# INPUT DATA
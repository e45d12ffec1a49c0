//! JANI model container for the `fmgen` compiler.
//!
//! A [`Model`] collects global variables, constants, automata
//! and their [`Composition`], and (de)serializes them in JANI form.
//! The [`expand_random_variables`] pass compiles random distributions away,
//! as JANI model checkers only support finite probabilistic branching.

mod composition;
mod expansion;
mod model;

use anyhow::Context;
use log::info;
use std::{
    fs::File,
    io::{BufWriter, Read, Write},
    path::Path,
};

pub use composition::{Composition, Sync};
pub use expansion::{ExpansionError, expand_distributions, expand_random_variables};
pub use model::{Feature, Model, ModelError};

/// Reads a JANI model from file.
pub fn load(path: &Path) -> anyhow::Result<Model> {
    let time = std::time::Instant::now();
    info!(target: "parser", "parsing JANI model file '{}'", path.display());
    let mut file =
        File::open(path).with_context(|| format!("failed to open file '{}'", path.display()))?;
    let size = file.metadata().map(|data| data.len()).unwrap_or_default();
    let mut buf = String::new();
    buf.reserve(size as usize);
    file.read_to_string(&mut buf)
        .with_context(|| format!("failed to read file '{}' to string", path.display()))?;
    let model: Model = serde_json::from_str(&buf)
        .with_context(|| format!("failed to parse JANI model in '{}'", path.display()))?;
    info!("parsing complete in {:?}", time.elapsed());
    Ok(model)
}

/// Writes a model to file in (pretty-printed) JANI form.
pub fn save(model: &Model, path: &Path) -> anyhow::Result<()> {
    let time = std::time::Instant::now();
    info!(target: "output", "writing JANI model to '{}'", path.display());
    let file = File::create(path)
        .with_context(|| format!("failed to create file '{}'", path.display()))?;
    let mut writer = BufWriter::new(file);
    serde_json::to_writer_pretty(&mut writer, model)
        .with_context(|| format!("failed to serialize model '{}'", model.name()))?;
    writer
        .flush()
        .with_context(|| format!("failed to write file '{}'", path.display()))?;
    info!("writing complete in {:?}", time.elapsed());
    Ok(())
}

# ABOUT THIS EXERCISE
Through the line that holds "pass compiles random", repeat the material above exactly, starting at its first line.

# TASK RESPONSE
repository e45d12ffec1a49c0
//! JANI model container for the `fmgen` compiler.
//!
//! A [`Model`] collects global variables, constants, automata
//! and their [`Composition`], and (de)serializes them in JANI form.
//! The [`expand_random_variables`] pass compiles random distributions away,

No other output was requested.